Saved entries
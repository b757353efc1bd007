//! Download execution.
//!
//! The scheduler talks to the executor through the [`Downloader`] trait so
//! tests can substitute a stub; the production implementation wraps the
//! external downloader command as a child process.

pub mod runner;

use async_trait::async_trait;

use crate::queue::CurrentLog;
use crate::task::{Task, TaskStatus};

pub use runner::GamdlRunner;

/// Executes one task and reports its terminal status.
///
/// Implementations must only return [`TaskStatus::Completed`] or
/// [`TaskStatus::Failed`], absorb their own errors, and leave `log` cleared
/// when they return so stale output never leaks into the next execution's
/// status view.
#[async_trait]
pub trait Downloader: Send + Sync {
    async fn run(&self, task: &Task, log: &CurrentLog) -> TaskStatus;
}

**Task instructions**: Copy every line above that holds the word "runner".

**Written response**:
pub mod runner;
pub use runner::GamdlRunner;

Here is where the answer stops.